Note that we now have three simple columns in the data table: the ‘id’ column (which we specified in melt with the argument id.vars), the ‘variable’ column (which identifies which person that this specific row refers to) and the ‘value’ column (which identifies how far that person walked or ran on that day). This is considered ‘long’ data because every observation has its own row; that makes it pretty long!

While long data might seem unfamiliar, ggplot2 likes this format. We can think of making a ggplot2 chart as adding blocks on top of each other to make a picture (instead of drawing one picture all at once).

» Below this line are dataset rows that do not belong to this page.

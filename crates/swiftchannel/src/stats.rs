//! Channel diagnostics as an injected observer.
//!
//! The channel itself owns no process-wide state: callers that want
//! counters hand the sender/receiver an observer and read it back whenever
//! they like. [`ChannelStats`] is the ready-made atomic-counter
//! implementation; custom observers only override the hooks they care
//! about.

use std::sync::atomic::{AtomicU64, Ordering};

use swiftchannel_core::Error;

/// Hooks a channel end notifies on every send/recv outcome.
///
/// All methods default to no-ops. Implementations must be cheap and
/// non-blocking; they run on the message path.
pub trait ChannelObserver: Send + Sync {
    /// A message of `bytes` payload bytes was published.
    fn message_sent(&self, bytes: usize) {
        let _ = bytes;
    }

    /// A message of `bytes` payload bytes was delivered.
    fn message_received(&self, bytes: usize) {
        let _ = bytes;
    }

    /// A send failed (including transient [`Error::ChannelFull`]).
    fn send_failed(&self, error: Error) {
        let _ = error;
    }

    /// A receive failed.
    fn receive_failed(&self, error: Error) {
        let _ = error;
    }
}

/// Atomic counters over every observable channel outcome.
#[derive(Debug, Default)]
pub struct ChannelStats {
    messages_sent: AtomicU64,
    messages_received: AtomicU64,
    bytes_sent: AtomicU64,
    bytes_received: AtomicU64,
    send_errors: AtomicU64,
    receive_errors: AtomicU64,
    buffer_full_events: AtomicU64,
    checksum_errors: AtomicU64,
}

/// Point-in-time copy of [`ChannelStats`].
#[derive(Debug, Clone, Copy, PartialEq, Eq, Default)]
pub struct StatsSnapshot {
    pub messages_sent: u64,
    pub messages_received: u64,
    pub bytes_sent: u64,
    pub bytes_received: u64,
    pub send_errors: u64,
    pub receive_errors: u64,
    pub buffer_full_events: u64,
    pub checksum_errors: u64,
}

impl ChannelStats {
    pub fn new() -> Self {
        Self::default()
    }

    /// Copy all counters.
    pub fn snapshot(&self) -> StatsSnapshot {
        StatsSnapshot {
            messages_sent: self.messages_sent.load(Ordering::Relaxed),
            messages_received: self.messages_received.load(Ordering::Relaxed),
            bytes_sent: self.bytes_sent.load(Ordering::Relaxed),
            bytes_received: self.bytes_received.load(Ordering::Relaxed),
            send_errors: self.send_errors.load(Ordering::Relaxed),
            receive_errors: self.receive_errors.load(Ordering::Relaxed),
            buffer_full_events: self.buffer_full_events.load(Ordering::Relaxed),
            checksum_errors: self.checksum_errors.load(Ordering::Relaxed),
        }
    }
}

impl ChannelObserver for ChannelStats {
    fn message_sent(&self, bytes: usize) {
        self.messages_sent.fetch_add(1, Ordering::Relaxed);
        self.bytes_sent.fetch_add(bytes as u64, Ordering::Relaxed);
    }

    fn message_received(&self, bytes: usize) {
        self.messages_received.fetch_add(1, Ordering::Relaxed);
        self.bytes_received.fetch_add(bytes as u64, Ordering::Relaxed);
    }

    fn send_failed(&self, error: Error) {
        self.send_errors.fetch_add(1, Ordering::Relaxed);
        if error == Error::ChannelFull {
            self.buffer_full_events.fetch_add(1, Ordering::Relaxed);
        }
    }

    fn receive_failed(&self, error: Error) {
        self.receive_errors.fetch_add(1, Ordering::Relaxed);
        if error == Error::ChecksumMismatch {
            self.checksum_errors.fetch_add(1, Ordering::Relaxed);
        }
    }
}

For instance, we can always just start with a blank canvas with the ggplot function:

ggplot()


And we can add a title to this blank canvas by adding (with the + operator; this reinforces the idea that we are always adding pieces to a blank canvas) the ggtitle function:

ggplot() +
  ggtitle("First ggplot!")


Let’s try plotting our data_long. We usually put this right into our initial ggplot function and specify what our x and y values will be within the aes argument of ggplot (aes stands for aesthetics).

ggplot(data_long, aes(x = day, y = value)) +
  ggtitle("First ggplot!") 


Hmm…we see a nice grid, but no data! We can add lines or points with the geom_line and geom_point functions. Let’s try points:

ggplot(data_long, aes(x = day, y = value)) +
  ggtitle("First ggplot!") +
  geom_point()

This still isn’t ideal because we can’t tell who is who (which points are Matt? Which points are Tom?). Luckily, we can specify how we want to color the points (here, by person) with the color parameter in aes. This is why it’s so nice to have data in the long format; each row as an x value, a y value and a ‘categorical’ value to tell us which group the observation is in!

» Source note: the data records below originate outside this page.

//! Producer end of a channel.

use std::sync::Arc;

use swiftchannel_core::{Channel, ChannelConfig, Result};
use swiftchannel_shm::{PlatformSharedMemory, SharedMemory};

use crate::stats::ChannelObserver;

/// Producer handle for a named channel.
///
/// Creating a sender maps (and, when fresh, initializes) the shared region.
/// Sends are wait-free: a full ring comes back as
/// [`ChannelFull`](crate::Error::ChannelFull) with no side effect, to be
/// retried after the receiver drains.
///
/// A sender is `Send` but not `Sync`: the channel is single-producer, so
/// all sends must come from one thread at a time.
pub struct Sender {
    name: String,
    config: ChannelConfig,
    channel: Channel,
    // Keeps the mapping alive for as long as the channel borrows it.
    _shm: PlatformSharedMemory,
    observer: Option<Arc<dyn ChannelObserver>>,
}

impl Sender {
    /// Create (or join) the channel named `name`.
    pub fn create(name: &str, config: ChannelConfig) -> Result<Self> {
        Self::build(name, config, None)
    }

    /// Like [`Sender::create`], with an observer notified on every outcome.
    pub fn with_observer(
        name: &str,
        config: ChannelConfig,
        observer: Arc<dyn ChannelObserver>,
    ) -> Result<Self> {
        Self::build(name, config, Some(observer))
    }

    fn build(
        name: &str,
        config: ChannelConfig,
        observer: Option<Arc<dyn ChannelObserver>>,
    ) -> Result<Self> {
        config.validate()?;
        let shm = PlatformSharedMemory::create_or_open(
            name,
            swiftchannel_core::region_size(config.ring_size),
            true,
        )?;
        // SAFETY: the mapping is owned by this Sender and outlives the
        // channel; fresh regions come back zeroed; this is the sole producer.
        let channel = unsafe { Channel::for_sender(shm.as_ptr(), shm.len(), &config) }?;
        tracing::debug!(name, ring_size = config.ring_size, "sender attached");
        Ok(Self {
            name: name.to_owned(),
            config,
            channel,
            _shm: shm,
            observer,
        })
    }

    /// Publish one message. Wait-free.
    pub fn send(&self, payload: &[u8]) -> Result<()> {
        match self.channel.send(payload) {
            Ok(()) => {
                if let Some(obs) = &self.observer {
                    obs.message_sent(payload.len());
                }
                Ok(())
            }
            Err(err) => {
                if let Some(obs) = &self.observer {
                    obs.send_failed(err);
                }
                Err(err)
            }
        }
    }

    /// Publish one message, reporting only success.
    pub fn try_send(&self, payload: &[u8]) -> bool {
        self.send(payload).is_ok()
    }

    /// Bytes currently free in the ring. Advisory.
    pub fn free_space(&self) -> u64 {
        self.channel.free_space()
    }

    /// Whether the handle can send.
    pub fn is_ready(&self) -> bool {
        self.channel.is_open()
    }

    /// Channel name, undecorated.
    pub fn name(&self) -> &str {
        &self.name
    }

    /// Configuration this sender attached with.
    pub fn config(&self) -> &ChannelConfig {
        &self.config
    }

    /// Release the in-process handle. Idempotent. The region itself stays
    /// for the receiver; destroy it via the platform layer when both peers
    /// are done.
    pub fn close(&mut self) {
        self.channel.close();
    }
}

impl std::fmt::Debug for Sender {
    fn fmt(&self, f: &mut std::fmt::Formatter<'_>) -> std::fmt::Result {
        f.debug_struct("Sender")
            .field("name", &self.name)
            .field("ring_size", &self.config.ring_size)
            .field("open", &self.channel.is_open())
            .finish()
    }
}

ggplot(data_long, aes(x = day, y = value, color = variable)) +
  ggtitle("First ggplot!") +
  geom_point()

These are just the basics, but we can really make our chart ‘fancy’ by adding some simple functions: xlab and ylab give us the axis labels, the alpha argument in geom_line gives us the darkness of the line (0 to 1, 0 being invisible and 1 being full color), geom_smooth allows us to add smoothed trends for each line (and setting the se, or ‘standard error,’ argument in geom_smooth to FALSE removes the default shaded bands, which provide a sort of ‘confidence interval’ for the), geom_hline allows us to draw a horizontal line (hline stands for horizontal line; in the function, we specify the yintercept to be 0) and theme_bw adds a simple black and white theme (there are some really neat themes, including Wall Street Journal and 538, which you can find here).

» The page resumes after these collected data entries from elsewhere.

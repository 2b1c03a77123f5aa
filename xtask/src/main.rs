//! xtask: Development tasks for swiftchannel
//!
//! Run with: `cargo xtask <command>`

use std::process::ExitCode;

use clap::{Parser, Subcommand};
use xshell::{cmd, Shell};

#[derive(Parser)]
#[command(name = "xtask")]
#[command(about = "Development tasks for swiftchannel")]
struct Cli {
    #[command(subcommand)]
    command: Commands,
}

#[derive(Subcommand)]
enum Commands {
    /// Run all tests (workspace + fuzz harnesses)
    Test,
    /// Run fuzz tests with bolero
    Fuzz {
        /// Target to fuzz (e.g., "frame_ring", "channel_ops")
        /// If not specified, runs all fuzz harnesses in test mode (quick smoke test)
        target: Option<String>,
    },
    /// Run clippy on all code
    Clippy,
    /// Check formatting
    Fmt {
        /// Fix formatting issues instead of just checking
        #[arg(long)]
        fix: bool,
    },
}

fn main() -> ExitCode {
    if let Err(e) = run() {
        eprintln!("Error: {e}");
        ExitCode::FAILURE
    } else {
        ExitCode::SUCCESS
    }
}

fn run() -> Result<(), Box<dyn std::error::Error>> {
    let cli = Cli::parse();
    let sh = Shell::new()?;

    // Find workspace root (where Cargo.toml with [workspace] lives)
    let workspace_root = std::env::var("CARGO_MANIFEST_DIR")
        .map(std::path::PathBuf::from)
        .unwrap_or_else(|_| std::env::current_dir().unwrap())
        .parent()
        .unwrap()
        .to_path_buf();
    sh.change_dir(&workspace_root);

    match cli.command {
        Commands::Test => {
            println!("=== Running workspace tests ===");

            // Try nextest first, fall back to cargo test
            if cmd!(sh, "cargo nextest --version").quiet().run().is_ok() {
                println!("Using cargo-nextest");
                cmd!(sh, "cargo nextest run --workspace").run()?;
            } else {
                println!("cargo-nextest not found, using cargo test");
                cmd!(sh, "cargo test --workspace").run()?;
            }

            println!("\n=== All tests passed ===");
        }
        Commands::Fuzz { target } => {
            if let Some(t) = target {
                println!("=== Fuzzing target: {t} ===");
                println!("Press Ctrl+C to stop.\n");

                // Check if cargo-bolero is installed
                if cmd!(sh, "cargo bolero --version").quiet().run().is_err() {
                    eprintln!("cargo-bolero not found. Install with:");
                    eprintln!("  cargo install cargo-bolero");
                    return Err("cargo-bolero not installed".into());
                }

                cmd!(sh, "cargo bolero test -p swiftchannel-fuzz {t}").run()?;
            } else {
                println!("=== Running all fuzz harnesses in test mode ===");
                println!("(For real fuzzing, specify a target: cargo xtask fuzz frame_ring)\n");
                println!("Available targets:");
                println!("  - frame_ring   (framed ring write/read vs oracle)");
                println!("  - channel_ops  (end-to-end channel traffic vs oracle)\n");

                cmd!(sh, "cargo test -p swiftchannel-fuzz").run()?;
            }
        }
        Commands::Clippy => {
            println!("=== Running clippy ===");
            cmd!(sh, "cargo clippy --workspace --all-targets -- -D warnings").run()?;
        }
        Commands::Fmt { fix } => {
            if fix {
                println!("=== Fixing formatting ===");
                cmd!(sh, "cargo fmt --all").run()?;
            } else {
                println!("=== Checking formatting ===");
                cmd!(sh, "cargo fmt --all -- --check").run()?;
            }
        }
    }

    Ok(())
}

ggplot(data_long, aes(x = day, y = value, color = variable)) +
  geom_line(alpha = 1 / 2) +
  ggtitle("First (fancy) ggplot!") + 
  geom_smooth(se = FALSE) +
  xlab("days") + ylab("miles traveled") +
  geom_hline(yintercept = 0) +
  theme_bw()


One last nifty tip is to use facet_wrap, which, instead of coloring each variable differently, creates a different chart for each variable (we could still color the lines differently with the col argument if we so desired):

ggplot(data_long, aes(x = day, y = value)) +
  facet_wrap(~variable) +
  geom_line(alpha = 1 / 2) +
  ggtitle("First (fancy) ggplot!") + 
  geom_smooth(se = FALSE) +
  xlab("days") + ylab("miles traveled") +
  geom_hline(yintercept = 0) +
  theme_bw()


We simply put the variable we want to facet on (here, just variable) inside the facet_wrap function (don’t forget to add the ~ syntax!).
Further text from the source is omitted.